Nitrous Oxide (Laughing Gas)
Nitrous oxide is a gas you inhale through a mask during contractions. You hold the mask yourself and breathe it in as a contraction builds, then set it aside between contractions. About 33% to 49% of women rate it as very effective for pain relief, which is notably lower than epidural satisfaction rates (72% to 84%). Still, pain relief isn’t the only reason women choose it. Many value the sense of control and the ability to remain mobile.
The most common side effects are nausea (up to 46% of users), dizziness (23%), and vomiting (14%). These typically stop quickly once you put the mask down. Around 40% to 60% of women who start with nitrous oxide eventually switch to an epidural, so it’s often used as a bridge while waiting for stronger relief or during earlier stages of labor.
Epidurals and Spinal Blocks
An epidural is the most effective form of contraction pain relief available. It involves a thin catheter placed in the lower back that delivers continuous numbing medication. Pain relief typically begins within 10 to 20 minutes and lasts as long as needed, since the medication can be topped up throughout labor.
A spinal block works faster and can provide stronger initial relief. In one study, pain scores were significantly lower in the spinal group at 30 and 90 minutes compared to the epidural group, though by about two and a half hours the difference evened out. Spinal blocks averaged about 225 minutes of pain relief compared to roughly 159 minutes for epidurals. In practice, a combined spinal-epidural gives both the fast onset of a spinal and the ongoing relief of an epidural. After placement, women can often change positions and, in some settings, walk with assistance.
Sterile Water Injections for Back Labor
If your contractions produce intense lower back pain, sterile water injections are a targeted option. Small amounts of sterile water (less than half a milliliter per injection) are injected just under the skin of the lower back.
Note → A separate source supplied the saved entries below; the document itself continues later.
use axum::extract::State;
use axum::response::IntoResponse;
use axum::Json;

use super::AppState;

/// GET /health: liveness plus catalog and cache counters.
pub async fn health_get(State(state): State<AppState>) -> impl IntoResponse {
    Json(serde_json::json!({
        "status": "ok",
        "version": env!("CARGO_PKG_VERSION"),
        "records": state.catalog.len(),
        "cache": state.catalog.cache_stats(),
    }))
}
/// Error types for the catalog core
use std::path::PathBuf;

use thiserror::Error;

/// Errors that abort an import before any row is written
#[derive(Debug, Error)]
pub enum ImportError {
    /// The file extension is not one of the supported tabular formats
    #[error("Unsupported file extension: {0:?} (expected csv, xlsx, xlsm, xls or ods)")]
    UnsupportedExtension(String),

    /// The source file does not exist
    #[error("File not found: {}", .0.display())]
    FileNotFound(PathBuf),

    /// The source file could not be read
    #[error("I/O error: {0}")]
    Io(#[from] std::io::Error),

    /// The CSV reader failed before the first data row
    #[error("CSV error: {0}")]
    Csv(String),

    /// The spreadsheet could not be opened or has no worksheet
    #[error("Spreadsheet error: {0}")]
    Spreadsheet(String),

    /// The source has no header row
    #[error("Source contains no header row")]
    EmptySource,

    /// Required semantic columns could not be matched against the header
    #[error("Could not resolve required columns from header: {}", .0.join(", "))]
    UnresolvedColumns(Vec<String>),
}

/// Errors raised by a catalog store backend or its persistence files
#[derive(Debug, Error)]
pub enum StoreError {
    #[error("Storage error: {0}")]
    Storage(String),

    #[error("I/O error: {0}")]
    Io(#[from] std::io::Error),

    #[error("Serialization error: {0}")]
    Serde(#[from] serde_json::Error),
}

/// A failure confined to a single imported row
#[derive(Debug, Error, Clone, PartialEq)]
pub enum RowError {
    #[error("unreadable row: {0}")]
    Read(String),

    #[error("invalid price amount {0:?}")]
    InvalidPrice(String),

    #[error("store rejected row: {0}")]
    Store(String),
}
The injections themselves sting briefly, but pain relief typically kicks in within 10 minutes and can last up to three hours.
Compared to massage, baths, and general movement, sterile water injections showed a meaningful benefit for both back pain and overall labor pain in multiple studies. They’re drug-free, don’t affect the baby, and can be repeated. They’re not available at every hospital, so it’s worth asking your care team in advance.
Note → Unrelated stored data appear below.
use std::collections::{BTreeMap, BTreeSet, HashMap};
use std::sync::{Arc, RwLock, RwLockReadGuard, RwLockWriteGuard};

use chrono::Utc;

use super::query::run_query;
use super::snapshot::CatalogSnapshot;
use super::CatalogStore;
use crate::error::StoreError;
use crate::filters::{FilterSet, SortSpec};
use crate::models::{CatalogRecord, ListingDraft, NaturalKey, QueryResult, UpsertOutcome};

/// Thread-safe in-memory catalog backed by a `BTreeMap` keyed by id,
/// plus a natural-key index. Clone-friendly via `Arc`.
#[derive(Clone, Debug, Default)]
pub struct InMemoryCatalogStore {
    inner: Arc<RwLock<StoreInner>>,
}

#[derive(Debug)]
struct StoreInner {
    records: BTreeMap<u64, CatalogRecord>,
    by_key: HashMap<NaturalKey, u64>,
    next_id: u64,
}

impl Default for StoreInner {
    fn default() -> Self {
        Self {
            records: BTreeMap::new(),
            by_key: HashMap::new(),
            next_id: 1,
        }
    }
}

impl StoreInner {
    fn upsert(&mut self, draft: ListingDraft) -> UpsertOutcome {
        let now = Utc::now();
        let key = draft.natural_key();

        let existing = self.by_key.get(&key).copied();
        if let Some(record) = existing.and_then(|id| self.records.get_mut(&id)) {
            if draft.differs_from(record) {
                record.ram_raw = draft.ram_raw;
                record.ram_size_gb = draft.ram_size_gb;
                record.storage_total_gb = draft.storage_total_gb;
                record.disk_type = draft.disk_type;
                record.price_amount = draft.price_amount;
                record.currency = draft.currency;
                record.updated_at = now;
            }
            return UpsertOutcome::Updated { id: record.id };
        }

        let id = self.next_id;
        self.next_id += 1;
        self.records.insert(
            id,
            CatalogRecord {
                id,
                model: draft.model,
                ram_raw: draft.ram_raw,
                ram_size_gb: draft.ram_size_gb,
                storage_raw: draft.storage_raw,
                storage_total_gb: draft.storage_total_gb,
                disk_type: draft.disk_type,
                location: draft.location,
                price_amount: draft.price_amount,
                currency: draft.currency,
                created_at: now,
                updated_at: now,
            },
        );
        self.by_key.insert(key, id);
        UpsertOutcome::Created { id }
    }
}

impl InMemoryCatalogStore {
    pub fn new() -> Self {
        Self::default()
    }

    /// Rebuild a store from a snapshot. Fails on duplicate ids or natural keys.
    pub fn from_snapshot(snapshot: CatalogSnapshot) -> Result<Self, StoreError> {
        let mut inner = StoreInner::default();
        let mut max_id = 0;
        for record in snapshot.records {
            let key = record.natural_key();
            if inner.by_key.contains_key(&key) {
                return Err(StoreError::Storage(format!(
                    "duplicate natural key in snapshot: {} / {} / {}",
                    key.model, key.location, key.storage_raw
                )));
            }
            if inner.records.contains_key(&record.id) {
                return Err(StoreError::Storage(format!("duplicate id in snapshot: {}", record.id)));
            }
            max_id = max_id.max(record.id);
            inner.by_key.insert(key, record.id);
            inner.records.insert(record.id, record);
        }
        inner.next_id = snapshot.next_id.max(max_id + 1);
        Ok(Self {
            inner: Arc::new(RwLock::new(inner)),
        })
    }

    pub fn snapshot(&self) -> CatalogSnapshot {
        let inner = self.read();
        CatalogSnapshot {
            next_id: inner.next_id,
            records: inner.records.values().cloned().collect(),
        }
    }

    // Every critical section leaves the maps consistent, so a poisoned lock
    // still guards valid data.
    fn read(&self) -> RwLockReadGuard<'_, StoreInner> {
        self.inner.read().unwrap_or_else(|e| e.into_inner())
    }

    fn write(&self) -> RwLockWriteGuard<'_, StoreInner> {
        self.inner.write().unwrap_or_else(|e| e.into_inner())
    }
}

impl CatalogStore for InMemoryCatalogStore {
    fn query(&self, filters: &FilterSet, sort: &SortSpec, page: u32, limit: u32) -> QueryResult {
        let inner = self.read();
        run_query(inner.records.values(), filters, sort, page, limit)
    }

    fn upsert(&self, draft: ListingDraft) -> Result<UpsertOutcome, StoreError> {
        Ok(self.write().upsert(draft))
    }

    fn upsert_batch(&self, drafts: Vec<ListingDraft>) -> Vec<Result<UpsertOutcome, StoreError>> {
        let mut inner = self.write();
        drafts.into_iter().map(|d| Ok(inner.upsert(d))).collect()
    }

    fn find_by_id(&self, id: u64) -> Option<CatalogRecord> {
        self.read().records.get(&id).cloned()
    }

    fn find_by_natural_key(&self, key: &NaturalKey) -> Option<CatalogRecord> {
        let inner = self.read();
        inner.by_key.get(key).and_then(|id| inner.records.get(id)).cloned()
    }

    fn distinct_locations(&self) -> Vec<String> {
        let inner = self.read();
        inner
            .records
            .values()
            .filter(|r| !r.location.is_empty())
            .map(|r| r.location.clone())
            .collect::<BTreeSet<_>>()
            .into_iter()
            .collect()
    }

    fn len(&self) -> usize {
        self.read().records.len()
    }
}

#[cfg(test)]
mod tests {
    use super::*;
    use crate::filters::NormalizedQuery;
    use crate::models::RawListing;

    fn draft(model: &str, location: &str, hdd: &str, price: &str) -> ListingDraft {
        ListingDraft::parse(&RawListing {
            model: model.into(),
            ram: "16GBDDR3".into(),
            hdd: hdd.into(),
            location: location.into(),
            price: price.into(),
        })
        .unwrap()
    }

    #[test]
    fn test_upsert_creates_then_updates_in_place() {
        let store = InMemoryCatalogStore::new();
        let first = store.upsert(draft("HP DL120", "AMS", "2x2TBSATA2", "49.99")).unwrap();
        assert_eq!(first, UpsertOutcome::Created { id: 1 });

        let second = store.upsert(draft("HP DL120", "AMS", "2x2TBSATA2", "$59.99")).unwrap();
        assert_eq!(second, UpsertOutcome::Updated { id: 1 });
        assert_eq!(store.len(), 1);

        let record = store.find_by_id(1).unwrap();
        assert_eq!(record.price_amount.to_string(), "59.99");
        assert_eq!(record.currency, crate::models::Currency::Usd);
    }

    #[test]
    fn test_natural_key_distinguishes_storage_text() {
        let store = InMemoryCatalogStore::new();
        store.upsert(draft("HP DL120", "AMS", "2x2TBSATA2", "49.99")).unwrap();
        let other = store.upsert(draft("HP DL120", "AMS", "4x480GBSSD", "49.99")).unwrap();
        assert_eq!(other, UpsertOutcome::Created { id: 2 });
        assert!(store
            .find_by_natural_key(&NaturalKey::new("HP DL120", "AMS", "4x480GBSSD"))
            .is_some());
        assert!(store.find_by_natural_key(&NaturalKey::new("HP DL120", "FRA", "4x480GBSSD")).is_none());
        assert!(store.find_by_id(99).is_none());
    }

    #[test]
    fn test_unchanged_upsert_keeps_timestamp() {
        let store = InMemoryCatalogStore::new();
        store.upsert(draft("A", "AMS", "1x1TBSATA", "10")).unwrap();
        let before = store.find_by_id(1).unwrap().updated_at;
        store.upsert(draft("A", "AMS", "1x1TBSATA", "10")).unwrap();
        assert_eq!(store.find_by_id(1).unwrap().updated_at, before);
    }

    #[test]
    fn test_distinct_locations_sorted() {
        let store = InMemoryCatalogStore::new();
        store.upsert(draft("A", "Singapore", "1x1TBSATA", "10")).unwrap();
        store.upsert(draft("B", "Amsterdam", "1x1TBSATA", "10")).unwrap();
        store.upsert(draft("C", "Singapore", "1x1TBSATA", "10")).unwrap();
        store.upsert(draft("D", "", "1x1TBSATA", "10")).unwrap();
        assert_eq!(store.distinct_locations(), vec!["Amsterdam", "Singapore"]);
    }

    #[test]
    fn test_snapshot_round_trip_never_reuses_ids() {
        let store = InMemoryCatalogStore::new();
        store.upsert(draft("A", "AMS", "1x1TBSATA", "10")).unwrap();
        store.upsert(draft("B", "AMS", "1x1TBSATA", "10")).unwrap();
        let mut snapshot = store.snapshot();
        snapshot.records.retain(|r| r.id == 1);

        let restored = InMemoryCatalogStore::from_snapshot(snapshot).unwrap();
        let outcome = restored.upsert(draft("C", "AMS", "1x1TBSATA", "10")).unwrap();
        assert_eq!(outcome, UpsertOutcome::Created { id: 3 });
    }

    #[test]
    fn test_snapshot_rejects_duplicate_keys() {
        let store = InMemoryCatalogStore::new();
        store.upsert(draft("A", "AMS", "1x1TBSATA", "10")).unwrap();
        let mut snapshot = store.snapshot();
        let mut dup = snapshot.records[0].clone();
        dup.id = 7;
        snapshot.records.push(dup);
        assert!(InMemoryCatalogStore::from_snapshot(snapshot).is_err());
    }

    #[test]
    fn test_concurrent_readers() {
        let store = InMemoryCatalogStore::new();
        for i in 0..50 {
            store.upsert(draft(&format!("M{}", i), "AMS", "1x1TBSATA", "10")).unwrap();
        }
        let q = NormalizedQuery::default();
        let handles: Vec<_> = (0..8)
            .map(|_| {
                let store = store.clone();
                let q = q.clone();
                std::thread::spawn(move || store.query(&q.filters, &q.sort, q.page, q.limit).total())
            })
            .collect();
        for h in handles {
            assert_eq!(h.join().unwrap(), 50);
        }
    }
}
Managing Early Labor at Home
Early labor can last many hours, and the best strategy is to treat it like a marathon. Stay hydrated and eat light meals while you can, since your body needs fuel for the work ahead. Contractions will be more effective when you’re well-nourished. Find distractions: walk around the house, play cards, watch something entertaining, or listen to music. The goal is to conserve energy rather than fixating on every contraction.
If early labor starts at night or drags on for a long time, rest is more valuable than activity. Some hospitals offer a medication-assisted sleep option if you arrive in early labor, which can provide two to five hours of rest before active labor begins. Alternating between gentle movement and rest, staying hydrated, and using a warm bath or TENS unit at home gives you a solid foundation before stronger interventions become available at the hospital.